Friday, February 11, 2011

Hand-Me-Downs

This week, my entire philosophy of parenting has been challenged by the actions of a five-year-old.  If you know me at all, you know that when it comes to my husband and our children, I am fiercely protective, ready to strike at anyone or anything that even remotely comes close to harming them or hurting their feelings.  That's my instinct.  You probably have it, too.  I fight it almost every day and with much help from the Lord, I usually manage to release it to Him and keep my tongue at bay.  My thoughts, on the other hand, aren't always as bridled.  (That, by the way, is sin in my life, help me, Jesus.)

It was a simple conversation, and probably much more innocent than I've made it out to be, but my sweet little four-year-old simply asked a question to her five-year-old friend:  "Do you like my pretty sweater?"  The little girl's response -- nothing but a sneer.  This little girl in all likelihood meant nothing condescending, and probably was only doing to our Erin what had been done to her by another or what she had seen an adult in her life do.  She really does have a sweet heart and is a well-behaved child.  So why did this interaction cause me to examine my entire philosophy for our family?  Well, that's complicated, but I'll try to explain.

Erin's sweater was a hand-me-down, as are most of the items in her, Bodie's, and my wardrobes.  My precious daughter happily and proudly donned her "new" hand-me-down sweater (which we are very grateful for and WAS very cute) and was met with the condescending glance of her friend.  And even though my little girl doesn't have the understanding now of what happened, some day she will.  I experienced it as a kid.  You probably did too.  And sometimes the greatest fights we face as parents is that desire to protect our children from the hurts we experienced growing up. 

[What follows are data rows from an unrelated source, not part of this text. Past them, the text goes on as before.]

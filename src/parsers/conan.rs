//! Parsers for Conan recipes and requirement files (conanfile.txt, conanfile.py)
//!
//! Both read Conan references of the form `name/version[@user/channel][#revision]`.
//! The version may be a range in brackets: `poco/[>1.0 <1.9]`.

use std::sync::LazyLock;

use regex::Regex;

use super::{Parser, RawLib, RawValue};
use crate::error::Result;
use crate::utils::{bracket_balance, quoted_strings, strip_inline_comment};

const REQUIRES_SECTION: &str = "[requires]";

/// `self.requires("zlib/1.2.13")`, `self.requires(f"fmt/{v}", force=True)`
static SELF_REQUIRES_REGEX: LazyLock<Regex> = LazyLock::new(|| {
    Regex::new(r#"self\.requires\(\s*[fF]?["']([^"']+)["']"#).expect("valid requires call regex")
});

/// `requires = "a/1.0", "b/2.0"` or `requires = (` / `requires = [`
static REQUIRES_ASSIGNMENT_REGEX: LazyLock<Regex> = LazyLock::new(|| {
    Regex::new(r"^requires\s*=\s*(.*)$").expect("valid requires assignment regex")
});

/// Parser for conanfile.txt
#[derive(Debug, Default)]
pub struct ConanTxtParser;

impl ConanTxtParser {
    pub fn new() -> Self {
        Self
    }
}

impl Parser for ConanTxtParser {
    fn parse(&self, content: &str) -> Result<Vec<RawLib>> {
        let mut libs = Vec::new();
        let mut in_requires = false;

        for line in content.lines() {
            let trimmed = line.trim();
            if trimmed.is_empty() || trimmed.starts_with('#') {
                continue;
            }

            // `[requires]  # build deps`; references keep their `#revision`
            if trimmed.starts_with('[') {
                in_requires = strip_inline_comment(trimmed, "#") == REQUIRES_SECTION;
                continue;
            }

            if in_requires && let Some(lib) = parse_reference(trimmed) {
                libs.push(lib);
            }
        }

        Ok(libs)
    }
}

/// Parser for conanfile.py recipes
#[derive(Debug, Default)]
pub struct ConanPyParser;

impl ConanPyParser {
    pub fn new() -> Self {
        Self
    }
}

impl Parser for ConanPyParser {
    fn parse(&self, content: &str) -> Result<Vec<RawLib>> {
        let mut libs = Vec::new();
        // Open brackets of a `requires = ...` assignment spanning several lines
        let mut open_brackets = 0;
        let mut in_assignment = false;

        for line in content.lines() {
            let trimmed = line.trim();
            if trimmed.is_empty() || trimmed.starts_with('#') {
                continue;
            }
            let code = strip_inline_comment(trimmed, "#");

            let values = if in_assignment {
                code
            } else if let Some(caps) = REQUIRES_ASSIGNMENT_REGEX.captures(code) {
                open_brackets = 0;
                caps.get(1).map_or("", |m| m.as_str())
            } else {
                for caps in SELF_REQUIRES_REGEX.captures_iter(code) {
                    libs.extend(parse_reference(&caps[1]));
                }
                continue;
            };

            for reference in quoted_strings(values) {
                libs.extend(parse_reference(reference));
            }

            open_brackets += bracket_balance(values);
            in_assignment = open_brackets > 0 || values.ends_with('\\');
        }

        Ok(libs)
    }
}

/// Split a Conan reference into name and version.
///
/// Interpolated parts (`{version}`, `%s`, `${name}`) cannot be known statically
/// and are nulled so that validation decides the fate of the record.
fn parse_reference(reference: &str) -> Option<RawLib> {
    let reference = reference.split(['@', '#']).next()?.trim();
    let (name, version) = reference.split_once('/')?;

    let name = name.trim();
    let version = version.trim();
    let version = version
        .strip_prefix('[')
        .and_then(|v| v.strip_suffix(']'))
        .unwrap_or(version)
        .trim();

    let name = if is_interpolated(name) {
        RawValue::Absent
    } else {
        RawValue::from(name)
    };
    let version = if version.is_empty() || is_interpolated(version) {
        RawValue::Absent
    } else {
        RawValue::from(version)
    };

    Some(RawLib::new(name, version))
}

fn is_interpolated(value: &str) -> bool {
    value.contains('{') || value.contains('$') || value.contains("%s")
}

See, Joe and I have made very deliberate decisions regarding our careers in relation to the upbringing of our children, and it is clear that our children will have to live with the decisions we make as parents and in turn possibly face the condemnation of others because of them.  Who knew it would start at age four?  As I've re-evaluated our philosophy for our family, the Lord has ministered to my heart and has reconciled a huge struggle and insecurity within me, and this is what I've discovered.  It's not about me.  It's not about Erin.  It's not about an outfit.  If my genuine desire for our family is that one day our children will live in obedience and surrender to the Lords call on their lives, we can't raise them to experience that people or stuff will make them happy.  If Joe and I desire children who appreciate a good, hard day's work and who are sensitive to try to meet the needs of others, it's not our job to fill their lives with the false securities of worldy acceptance and financial gluttony.  As parents we have to be prepared that for our children to truly live godly lives in Christ Jesus, they will suffer persecution.  It's not my job to shield them from hurt feelings if it means sacrificing a lifelong lesson that God is their provider, comforter, and sustainer.   It is my responsibility to teach our children about eternity rather than gushing over their bling-bling. And when it all comes right down to it, I would rather minister to a child whose clothes were rejected than to try to retrain the heart of the child who rejected another because of her clothes.

The Bible tells us that He is able to do for us exceedingly, abundantly more than we can even ask or think in Christ Jesus (Eph. 3:20).  That's what I want our children to see in us!  That's the kind of faith I want them some day to live out themselves!  That just doesn't jive with getting my needs met by giving my kids "stuff" or my daughter's outfit being complimented.  Rather, it is to appreciate that real treasure is found when our children find treasure in the Father and when they recognize that every good gift is from Above (James 1:17). 

Thank You, Jesus, for Your provision in our lives.  Thank You for our children.  Help us to raise them to know Your love and to love You because You first loved them.  Help us to raise our children to be content solely by Your side.  And thank You, Lord, today especially, for hand-me-downs;  You've taught me so much through them.  In Jesus Name, Amen.